Fungal abundance was highest in deciduous forest soils but not in PFS. The higher abundance of fungi in forest soils is in line with results from Jangid et al. (2008). Interestingly, PFS had very low fungal abundance compared with other soils, including deciduous forests. It may be that the difference in the types of complex organic matter in pine forests contributed to the selection of distinct groups of fungi in these soils. Fungal abundance was also low in natural grasslands. This type of Dutch natural grassland called ‘blauwgrasslands’ is characterized by frequent water logging, creating episodic anaerobic conditions that might explain the low abundance of fungi. Our pine forest samples were rich in humic acids, which are known to inhibit PCR amplification steps in various molecular analyses. To eliminate the possible influence of such PCR-inhibiting compounds, extracts were tested for amplification efficiency by spiking test reactions with known quantities of tester DNAs and comparing product yield with and without environmental DNA extract. No PCR inhibition was observed. DNA yields (17–25 ng μL−1), DNA quality (260/280 nm ratio ranging from 1.7 to 1.9), and real-time PCR results were also highly consistent across the five replicates examined per field.

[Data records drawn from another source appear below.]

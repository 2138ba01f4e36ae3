//! Equality selectors over the rule document schema.
//!
//! A [`Selector`] is a conjunction of `key == value` constraints over the seven
//! document keys. The empty selector matches every document. There is no other
//! query language: no ranges, prefixes, or disjunctions.
use crate::codec::{FIELD_COUNT, FIELD_KEYS, StoredDocument};
use serde_json::{Map, Value};
use std::collections::BTreeMap;

#[derive(Debug, Clone, Default, PartialEq, Eq)]
pub struct Selector {
    ptype: Option<String>,
    fields: BTreeMap<usize, String>,
}

impl Selector {
    /// Selector matching every document.
    pub fn all() -> Self {
        Self::default()
    }

    pub fn for_ptype(ptype: impl Into<String>) -> Self {
        Self {
            ptype: Some(ptype.into()),
            fields: BTreeMap::new(),
        }
    }

    /// Require `v{index} == value`. Indices past the last field are ignored.
    pub fn with_field(mut self, index: usize, value: impl Into<String>) -> Self {
        if index < FIELD_COUNT {
            self.fields.insert(index, value.into());
        }
        self
    }

    /// Build from a sparse `field index -> required value` mapping.
    pub fn from_fields<I, V>(ptype: impl Into<String>, fields: I) -> Self
    where
        I: IntoIterator<Item = (usize, V)>,
        V: Into<String>,
    {
        fields
            .into_iter()
            .fold(Self::for_ptype(ptype), |selector, (index, value)| {
                selector.with_field(index, value)
            })
    }

    /// Selector pinning every key of `doc`, empty values included.
    ///
    /// Used for single-rule deletes: a stored `("alice", "data1")` rule must not
    /// match a three-field `("alice", "data1", "read")` document.
    pub fn exact(doc: &StoredDocument) -> Self {
        Self::from_fields(doc.ptype.clone(), doc.fields().into_iter().enumerate())
    }

    /// Selector for `values` laid over consecutive fields starting at `field_index`.
    ///
    /// Empty values leave their position unconstrained, and positions outside
    /// `v0..v5` are skipped.
    pub fn field_range(ptype: impl Into<String>, field_index: usize, values: &[String]) -> Self {
        Self::from_fields(
            ptype,
            values
                .iter()
                .enumerate()
                .filter(|(_, value)| !value.is_empty())
                .filter_map(|(offset, value)| {
                    field_index
                        .checked_add(offset)
                        .map(|index| (index, value.as_str()))
                }),
        )
    }

    pub fn is_empty(&self) -> bool {
        self.ptype.is_none() && self.fields.is_empty()
    }

    pub fn ptype(&self) -> Option<&str> {
        self.ptype.as_deref()
    }

    pub fn field(&self, index: usize) -> Option<&str> {
        self.fields.get(&index).map(String::as_str)
    }

    pub fn matches(&self, doc: &StoredDocument) -> bool {
        if let Some(ptype) = &self.ptype {
            if doc.ptype != *ptype {
                return false;
            }
        }
        self.fields
            .iter()
            .all(|(index, value)| doc.field(*index) == Some(value.as_str()))
    }

    /// Render as a JSON object, e.g. `{"ptype": "p", "v1": "x"}`.
    pub fn to_json(&self) -> Value {
        let mut object = Map::new();
        if let Some(ptype) = &self.ptype {
            object.insert("ptype".to_string(), Value::String(ptype.clone()));
        }
        for (index, value) in &self.fields {
            object.insert(FIELD_KEYS[*index].to_string(), Value::String(value.clone()));
        }
        Value::Object(object)
    }
}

Effects of soil factors on bacterial community structure

PCR-DGGE and PhyloChips analyses revealed that the C : N was an important factor contributing to the differences in bacterial community structure between PFS and all other soils. Fierer & Jackson (2006) and Fields et al. (2006), who used PCR T-RFLP, found pH to be a highly significant predictor of soil microbial diversity and richness in samples across North America and South America. In contrast, we found C : N ratio to be a very strong predictor of bacterial community composition in the Dutch soil systems studied here. The high C : N ratio in PFS might indicate the presence of more complex organic compounds and N limitation, two factors that may be unfavorable for bacterial and fungal growth. High C : N ratio is typical of soil systems with a high amount of recalcitrant organic matter that is decomposed very slowly. Although these three fields of pine forest are located in different places in the Netherlands (North, Center, and South), they showed remarkably similar bacterial communities, perhaps due to the selective pressures elicited by pine leaf litter. Another remarkable result was that PFS had the lowest number of bacterial taxa (PhyloChips) and lower bacterial 16S rRNA gene copies (real-time PCR) than the other 22 fields across the Netherlands. This fact is explained by a combination of high C : N ratio and low pH. Similar to findings of Fierer et al. (2006) and Fierer & Jackson (2006), the total numbers of OTUs in Dutch soils were positively correlated with soil pH. Soil pH was not an independent variable, being significantly correlated with C : N ratio (Pearson's r = −0.76, P < 0.05).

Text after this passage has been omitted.